4. Considérant qu'il ressort des pièces du dossier que les constructions limitrophes du bâtiment projeté sur le terrain d'assiette du 16-18, rue Henri Barbusse sont constituées de deux pavillons de taille modeste comprenant un rez-de-chaussée et des combles pour l'un et un rez-de-chaussée, un premier étage et des combles pour l'autre, couverts par des toits en bâtière, soit à deux ou quatre pentes, à l'instar au demeurant de l'ensemble du quartier, celui-ci formant un vaste lotissement en arc de cercle, composé de constructions pavillonnaires relativement homogènes quant à leurs dimensions et dont les dates de construction vont des années trente à nos jours, à l'exception de quelques rares petits immeubles collectifs ; que la construction projetée est un immeuble collectif de quatre étages de 37 logements, couvert d'une toiture terrasse et présentant une structure allongée, dont le gabarit et la forme de la toiture sont ainsi nettement significativement différents des constructions limitrophes ; que, par suite, le maire de la commune d'Aulnay-sous-Bois a pu retirer le permis de construire qui avait été tacitement délivré au motif que la construction projetée n'était pas compatible avec les constructions limitrophes et méconnaissait ainsi les dispositions précitées de l'article UD 11/2.1 du règlement du plan local d'urbanisme, sans entacher la décision litigieuse d'une erreur manifeste d'appréciation ;

5. Considérant, en deuxième lieu, que la seule circonstance que des propriétaires riverains habitant les pavillons du quartier auraient mené une campagne d'opinion à l'encontre du projet de construction, comme le relatent les articles de presse produits, ne saurait faire regarder la décision de retrait contestée comme entachée d'un détournement de pouvoir ;

6. Considérant, en troisième lieu, que la légalité du retrait est commandée par l'illégalité du permis de construire qu'il retire ; que le permis de construire délivré tacitement étant entaché d'une erreur manifeste d'appréciation au regard des dispositions précitées de l'article UD 11/2.1 du règlement du plan local d'urbanisme, la décision procédant à son retrait relève, par voie de conséquence, du contrôle restreint du juge ; que, par suite, les premiers juges ont, à bon droit, estimé que le maire de la commune d'Aulnay-sous-Bois n'avait pas commis d'erreur manifeste d'appréciation en procédant au retrait dudit permis de construire tacite ;

7. Considérant qu'il résulte de ce qui vient d'être dit que la SOCIETE MONTELEONE-CONSTRUCTION-VENTE n'est pas fondée à soutenir que c'est à tort que, par son jugement du 14 juin 2012, le Tribunal administratif de Montreuil a rejeté a rejeté sa demande tendant à l'annulation de l'arrêté en date du 10 mai 2011 par lequel le maire de la commune d'Aulnay-sous-Bois a retiré le permis de construire qui lui avait été accordé tacitement le 19 février 2011 ; que doivent être rejetées, par voie de conséquence, ses conclusions tendant au bénéfice des dispositions de l'article L. 761-1 du code de justice administrative ; qu'en revanche, il y a lieu, sur le fondement de ces dernières dispositions, de mettre à la charge de la SOCIETE MONTELEONE-CONSTRUCTION-VENTE le paiement à la commune d'Aulnay-sous-Bois de la somme de 2 000 euros au titre des frais que celle-ci a exposés et non compris dans les dépens ;

DECIDE :

Article 1er : La requête de la SOCIETE MONTELEONE-CONSTRUCTION-VENTE est rejetée.

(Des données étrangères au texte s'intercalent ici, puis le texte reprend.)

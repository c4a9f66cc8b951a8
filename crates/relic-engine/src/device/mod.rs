//! OpenGL device layer.
//!
//! - `GlDevice`: the narrow set of GL calls the renderer issues
//! - `GlContext`: window + glutin context/surface + loaded `glow` function table

mod api;
mod context;
mod glow_device;
#[cfg(test)]
pub(crate) mod recording;

pub use api::{BufferTarget, GlDevice, Primitive, ShaderStage, VertexAttrib};
pub use context::{
    first_missing_entry_point, surface_size, GlContext, GlInit, REQUIRED_ENTRY_POINTS,
};
//! Test-only `GlDevice` that records calls instead of talking to a driver.

use std::cell::{Cell, RefCell};
use std::collections::HashMap;

use crate::render::Color;

use super::api::{BufferTarget, GlDevice, Primitive, ShaderStage, VertexAttrib};

/// Every GL call issued through a [`RecordingDevice`], in order.
#[derive(Debug, Clone, PartialEq)]
pub(crate) enum Call {
    CreateShader(ShaderStage, u32),
    ShaderSource(u32),
    CompileShader(u32),
    DeleteShader(u32),
    CreateProgram(u32),
    AttachShader(u32, u32),
    LinkProgram(u32),
    UseProgram(Option<u32>),
    DeleteProgram(u32),
    CreateVertexArray(u32),
    BindVertexArray(Option<u32>),
    DeleteVertexArray(u32),
    CreateBuffer(u32),
    BindBuffer(BufferTarget, Option<u32>),
    BufferData(BufferTarget, Vec<u8>),
    DeleteBuffer(u32),
    VertexAttribPointer(VertexAttrib),
    EnableVertexAttribArray(u32),
    SetClearColor(Color),
    ClearColorBuffer,
    Viewport(i32, i32, i32, i32),
    DrawElements(Primitive, i32, i32),
}

/// Diagnostic the fake compiler emits for a broken source. Deliberately longer
/// than the 511 characters kept by the shader module.
pub(crate) fn syntax_error_log() -> String {
    "0:4(1): error: syntax error, unexpected end of file, expecting '}'\n".repeat(12)
}

/// Records GL calls and fakes compile/link results.
///
/// A source "compiles" when it declares a `#version` and its braces balance.
/// A program links when every attached shader compiled.
#[derive(Default)]
pub(crate) struct RecordingDevice {
    calls: RefCell<Vec<Call>>,
    next_name: Cell<u32>,
    sources: RefCell<HashMap<u32, String>>,
    compiled: RefCell<HashMap<u32, bool>>,
    attached: RefCell<HashMap<u32, Vec<u32>>>,
    linked: RefCell<HashMap<u32, bool>>,
    out_of_names: bool,
}

impl RecordingDevice {
    pub(crate) fn new() -> Self {
        Self::default()
    }

    /// A device whose object allocations all fail.
    pub(crate) fn out_of_names() -> Self {
        Self {
            out_of_names: true,
            ..Self::default()
        }
    }

    pub(crate) fn calls(&self) -> Vec<Call> {
        self.calls.borrow().clone()
    }

    pub(crate) fn take_calls(&self) -> Vec<Call> {
        std::mem::take(&mut *self.calls.borrow_mut())
    }

    pub(crate) fn draw_calls(&self) -> Vec<Call> {
        self.calls
            .borrow()
            .iter()
            .filter(|c| matches!(c, Call::DrawElements(..)))
            .cloned()
            .collect()
    }

    fn record(&self, call: Call) {
        self.calls.borrow_mut().push(call);
    }

    fn allocate(&self) -> Result<u32, String> {
        if self.out_of_names {
            return Err("GL_OUT_OF_MEMORY".to_string());
        }
        let name = self.next_name.get() + 1;
        self.next_name.set(name);
        Ok(name)
    }
}

fn fake_compile(source: &str) -> bool {
    let opens = source.matches('{').count();
    let closes = source.matches('}').count();
    source.trim_start().starts_with("#version") && opens == closes
}

impl GlDevice for RecordingDevice {
    type Shader = u32;
    type Program = u32;
    type VertexArray = u32;
    type Buffer = u32;

    fn create_shader(&self, stage: ShaderStage) -> Result<u32, String> {
        let name = self.allocate()?;
        self.record(Call::CreateShader(stage, name));
        Ok(name)
    }

    fn shader_source(&self, shader: u32, source: &str) {
        self.sources.borrow_mut().insert(shader, source.to_string());
        self.record(Call::ShaderSource(shader));
    }

    fn compile_shader(&self, shader: u32) {
        let ok = self
            .sources
            .borrow()
            .get(&shader)
            .is_some_and(|src| fake_compile(src));
        self.compiled.borrow_mut().insert(shader, ok);
        self.record(Call::CompileShader(shader));
    }

    fn shader_compile_status(&self, shader: u32) -> bool {
        self.compiled.borrow().get(&shader).copied().unwrap_or(false)
    }

    fn shader_info_log(&self, shader: u32) -> String {
        if self.shader_compile_status(shader) {
            String::new()
        } else {
            syntax_error_log()
        }
    }

    fn delete_shader(&self, shader: u32) {
        self.record(Call::DeleteShader(shader));
    }

    fn create_program(&self) -> Result<u32, String> {
        let name = self.allocate()?;
        self.record(Call::CreateProgram(name));
        Ok(name)
    }

    fn attach_shader(&self, program: u32, shader: u32) {
        self.attached.borrow_mut().entry(program).or_default().push(shader);
        self.record(Call::AttachShader(program, shader));
    }

    fn link_program(&self, program: u32) {
        let compiled = self.compiled.borrow();
        let ok = self.attached.borrow().get(&program).is_some_and(|shaders| {
            !shaders.is_empty() && shaders.iter().all(|s| compiled.get(s).copied().unwrap_or(false))
        });
        self.linked.borrow_mut().insert(program, ok);
        self.record(Call::LinkProgram(program));
    }

    fn program_link_status(&self, program: u32) -> bool {
        self.linked.borrow().get(&program).copied().unwrap_or(false)
    }

    fn program_info_log(&self, program: u32) -> String {
        if self.program_link_status(program) {
            String::new()
        } else {
            "error: linking with uncompiled/unspecialized shader".to_string()
        }
    }

    fn use_program(&self, program: Option<u32>) {
        self.record(Call::UseProgram(program));
    }

    fn delete_program(&self, program: u32) {
        self.record(Call::DeleteProgram(program));
    }

    fn create_vertex_array(&self) -> Result<u32, String> {
        let name = self.allocate()?;
        self.record(Call::CreateVertexArray(name));
        Ok(name)
    }

    fn bind_vertex_array(&self, vertex_array: Option<u32>) {
        self.record(Call::BindVertexArray(vertex_array));
    }

    fn delete_vertex_array(&self, vertex_array: u32) {
        self.record(Call::DeleteVertexArray(vertex_array));
    }

    fn create_buffer(&self) -> Result<u32, String> {
        let name = self.allocate()?;
        self.record(Call::CreateBuffer(name));
        Ok(name)
    }

    fn bind_buffer(&self, target: BufferTarget, buffer: Option<u32>) {
        self.record(Call::BindBuffer(target, buffer));
    }

    fn buffer_data_static(&self, target: BufferTarget, data: &[u8]) {
        self.record(Call::BufferData(target, data.to_vec()));
    }

    fn delete_buffer(&self, buffer: u32) {
        self.record(Call::DeleteBuffer(buffer));
    }

    fn vertex_attrib_pointer_f32(&self, attrib: VertexAttrib) {
        self.record(Call::VertexAttribPointer(attrib));
    }

    fn enable_vertex_attrib_array(&self, location: u32) {
        self.record(Call::EnableVertexAttribArray(location));
    }

    fn set_clear_color(&self, color: Color) {
        self.record(Call::SetClearColor(color));
    }

    fn clear_color_buffer(&self) {
        self.record(Call::ClearColorBuffer);
    }

    fn viewport(&self, x: i32, y: i32, width: i32, height: i32) {
        self.record(Call::Viewport(x, y, width, height));
    }

    fn draw_elements_u32(&self, primitive: Primitive, count: i32, offset: i32) {
        self.record(Call::DrawElements(primitive, count, offset));
    }
}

Article 2 : La SOCIETE MONTELEONE-CONSTRUCTION-VENTE versera à la commune d'Aulnay-sous-Bois une somme de 2 000 euros au titre de l'article L. 761-1 du code de justice administrative.

Article 3 : Le présent arrêt sera notifié à la SOCIETE MONTELEONE-CONSTRUCTION-VENTE, au maire de la commune d'Aulnay-sous-Bois et à la ministre du logement, de l'égalité des territoires et de la ruralité.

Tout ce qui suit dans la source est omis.